*** Data in this exercise Section Begins ***

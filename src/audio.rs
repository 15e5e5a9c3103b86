use std::collections::HashMap;

use bevy::prelude::*;
use serde::{Deserialize, Serialize};

use crate::components::GameConfig;
use crate::events::{EventCursor, GameEventBus};

const MAX_AUDIO_EVENTS: usize = 128;

fn default_volume() -> f32 {
    1.0
}

#[derive(Clone, Serialize, Deserialize)]
pub struct SfxDefinition {
    pub path: String,
    #[serde(default = "default_volume")]
    pub volume: f32,
    #[serde(default)]
    pub pitch_variance: f32,
}

/// One observable playback, recorded whether or not a backend is attached.
/// Headless runs and tests assert against this log.
#[derive(Clone, Serialize)]
pub struct AudioEventLog {
    pub frame: u64,
    pub name: String,
    pub volume: f32,
    #[serde(skip_serializing_if = "Option::is_none")]
    pub source_event: Option<String>,
}

/// Fire-and-forget one-shot playback service. A sound is a named clip
/// handle; asking for an unknown clip is an error the caller drops, so a
/// missing sound degrades to silence.
#[derive(Resource)]
pub struct AudioManager {
    pub sfx: HashMap<String, SfxDefinition>,
    /// Bus event name -> clip to auto-play when that event appears.
    pub triggers: HashMap<String, String>,
    pub master_volume: f32,
    pub sfx_volume: f32,
    pub recent_events: Vec<AudioEventLog>,
}

impl Default for AudioManager {
    fn default() -> Self {
        Self {
            sfx: HashMap::new(),
            triggers: HashMap::new(),
            master_volume: 1.0,
            sfx_volume: 1.0,
            recent_events: Vec::new(),
        }
    }
}

impl AudioManager {
    pub fn play_sfx(
        &mut self,
        name: &str,
        frame: u64,
        source_event: Option<String>,
    ) -> Result<(), String> {
        let Some(def) = self.sfx.get(name) else {
            return Err(format!("unknown sfx: {name}"));
        };
        let volume = def.volume * self.sfx_volume * self.master_volume;
        self.push_event(AudioEventLog {
            frame,
            name: name.to_string(),
            volume,
            source_event,
        });
        Ok(())
    }

    pub fn set_volume(&mut self, channel: &str, value: f32) -> Result<(), String> {
        let v = value.clamp(0.0, 2.0);
        match channel {
            "master" => self.master_volume = v,
            "sfx" => self.sfx_volume = v,
            _ => return Err(format!("unknown volume channel: {channel}")),
        }
        Ok(())
    }

    pub fn played(&self, name: &str) -> usize {
        self.recent_events.iter().filter(|e| e.name == name).count()
    }

    fn push_event(&mut self, event: AudioEventLog) {
        self.recent_events.push(event);
        if self.recent_events.len() > MAX_AUDIO_EVENTS {
            let excess = self.recent_events.len() - MAX_AUDIO_EVENTS;
            self.recent_events.drain(0..excess);
        }
    }
}

#[derive(Resource, Default)]
struct AudioEventCursor(EventCursor);

pub struct AudioPlugin;

impl Plugin for AudioPlugin {
    fn build(&self, app: &mut App) {
        app.insert_resource(AudioManager::default())
            .insert_resource(AudioEventCursor::default())
            .add_systems(Startup, load_clips_from_config)
            .add_systems(Update, auto_audio_from_events);
    }
}

fn load_clips_from_config(config: Option<Res<GameConfig>>, mut audio: ResMut<AudioManager>) {
    if let Some(config) = config {
        for (name, def) in &config.sfx {
            audio.sfx.insert(name.clone(), def.clone());
        }
    }
}

fn auto_audio_from_events(
    mut audio: ResMut<AudioManager>,
    bus: Res<GameEventBus>,
    mut cursor: ResMut<AudioEventCursor>,
) {
    for ev in bus.drain_new(&mut cursor.0) {
        match ev.name.as_str() {
            "audio_play_sfx" => {
                let name = ev
                    .data
                    .get("name")
                    .and_then(|v| v.as_str())
                    .map(str::trim)
                    .filter(|v| !v.is_empty());
                if let Some(name) = name {
                    let _ = audio.play_sfx(name, ev.frame, None);
                }
            }
            "audio_set_volume" => {
                let channel = ev.data.get("channel").and_then(|v| v.as_str());
                let value = ev.data.get("value").and_then(|v| v.as_f64());
                if let (Some(channel), Some(value)) = (channel, value) {
                    let _ = audio.set_volume(channel, value as f32);
                }
            }
            other => {
                if let Some(mapped) = audio.triggers.get(other).cloned() {
                    let _ = audio.play_sfx(&mapped, ev.frame, Some(other.to_string()));
                }
            }
        }
    }
}

#[cfg(test)]
mod tests {
    use super::*;

    fn manager_with(name: &str) -> AudioManager {
        let mut audio = AudioManager::default();
        audio.sfx.insert(
            name.to_string(),
            SfxDefinition {
                path: format!("audio/{name}.ogg"),
                volume: 0.5,
                pitch_variance: 0.0,
            },
        );
        audio
    }

    #[test]
    fn play_sfx_records_scaled_volume() {
        let mut audio = manager_with("gnome_died");
        audio.master_volume = 0.8;
        audio.sfx_volume = 0.5;

        audio
            .play_sfx("gnome_died", 10, Some("trap_touched".to_string()))
            .expect("known sfx should play");

        assert_eq!(audio.recent_events.len(), 1);
        let ev = &audio.recent_events[0];
        assert_eq!(ev.name, "gnome_died");
        assert_eq!(ev.frame, 10);
        assert!((ev.volume - 0.2).abs() < 1e-6);
    }

    #[test]
    fn unknown_clip_is_an_error() {
        let mut audio = AudioManager::default();
        let err = audio
            .play_sfx("missing", 0, None)
            .expect_err("unknown clip must not play");
        assert!(err.contains("unknown sfx"));
        assert!(audio.recent_events.is_empty());
    }

    #[test]
    fn trigger_map_routes_bus_events_to_clips() {
        let mut app = App::new();
        app.insert_resource(GameEventBus::default())
            .add_plugins(AudioPlugin);
        {
            let mut audio = app.world_mut().resource_mut::<AudioManager>();
            audio.sfx.insert(
                "chime".to_string(),
                SfxDefinition {
                    path: "audio/chime.ogg".to_string(),
                    volume: 1.0,
                    pitch_variance: 0.0,
                },
            );
            audio
                .triggers
                .insert("treasure_collected".to_string(), "chime".to_string());
        }
        {
            let mut bus = app.world_mut().resource_mut::<GameEventBus>();
            bus.frame = 1;
            bus.emit("treasure_collected", serde_json::json!({}), None);
        }

        app.update();
        let audio = app.world().resource::<AudioManager>();
        assert_eq!(audio.played("chime"), 1);
        assert_eq!(
            audio.recent_events[0].source_event.as_deref(),
            Some("treasure_collected")
        );
    }

    #[test]
    fn invalid_channel_rejected() {
        let mut audio = AudioManager::default();
        let err = audio
            .set_volume("music", 1.0)
            .expect_err("unknown channel should fail");
        assert!(err.contains("unknown volume channel"));
    }
}
use std::collections::VecDeque;

use bevy::prelude::*;
use serde::Serialize;

const MAX_EVENTS: usize = 256;

/// A gameplay event on the shared bus. Consumers poll with an
/// [`EventCursor`] instead of registering callbacks, which keeps the wiring
/// explicit and inspectable.
#[derive(Serialize, Clone)]
pub struct GameEvent {
    pub name: String,
    pub data: serde_json::Value,
    pub frame: u64,
    pub source_entity: Option<u64>,
}

/// Per-consumer read position into the bus. Each consumer keeps its own so
/// a slow consumer never blocks a fast one.
#[derive(Default, Clone, Copy)]
pub struct EventCursor {
    last_frame: u64,
    processed_in_frame: usize,
}

#[derive(Resource, Default)]
pub struct GameEventBus {
    pub recent: VecDeque<GameEvent>,
    pub frame: u64,
    pub dropped_events: u64,
    last_overflow_log_frame: u64,
}

impl GameEventBus {
    pub fn emit(
        &mut self,
        name: impl Into<String>,
        data: serde_json::Value,
        source_entity: Option<u64>,
    ) {
        self.recent.push_back(GameEvent {
            name: name.into(),
            data,
            frame: self.frame,
            source_entity,
        });
        if self.recent.len() > MAX_EVENTS {
            let excess = self.recent.len() - MAX_EVENTS;
            for _ in 0..excess {
                self.recent.pop_front();
            }
            self.dropped_events = self.dropped_events.saturating_add(excess as u64);
            if self.frame.saturating_sub(self.last_overflow_log_frame) >= 60 {
                self.last_overflow_log_frame = self.frame;
                warn!(
                    "event bus dropped {} buffered events (total dropped: {})",
                    excess, self.dropped_events
                );
            }
        }
    }

    /// Returns every event the cursor has not seen yet and advances it.
    /// Events share a frame stamp, so the cursor tracks both the frame and
    /// how many events it already consumed within that frame.
    pub fn drain_new(&self, cursor: &mut EventCursor) -> Vec<GameEvent> {
        let mut out = Vec::new();
        let mut count_in_frame = 0usize;
        for ev in self.recent.iter() {
            if ev.frame < cursor.last_frame {
                continue;
            }
            if ev.frame == cursor.last_frame {
                count_in_frame = count_in_frame.saturating_add(1);
                if count_in_frame <= cursor.processed_in_frame {
                    continue;
                }
            } else {
                count_in_frame = 1;
            }
            cursor.last_frame = ev.frame;
            cursor.processed_in_frame = count_in_frame;
            out.push(ev.clone());
        }
        out
    }
}

pub struct GameEventsPlugin;

impl Plugin for GameEventsPlugin {
    fn build(&self, app: &mut App) {
        app.insert_resource(GameEventBus::default())
            .add_systems(First, tick_event_frame);
    }
}

fn tick_event_frame(mut bus: ResMut<GameEventBus>) {
    bus.frame = bus.frame.saturating_add(1);
}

*** Data in this exercise Section Ends ***

• Task to complete
Repeat exactly the lines above from the one with "let excess = self.recent.len()" up to and including the one with "self.last_overflow_log_frame = self.frame;". No other line belongs in the reply.

• Output
            let excess = self.recent.len() - MAX_EVENTS;
            for _ in 0..excess {
                self.recent.pop_front();
            }
            self.dropped_events = self.dropped_events.saturating_add(excess as u64);
            if self.frame.saturating_sub(self.last_overflow_log_frame) >= 60 {
                self.last_overflow_log_frame = self.frame;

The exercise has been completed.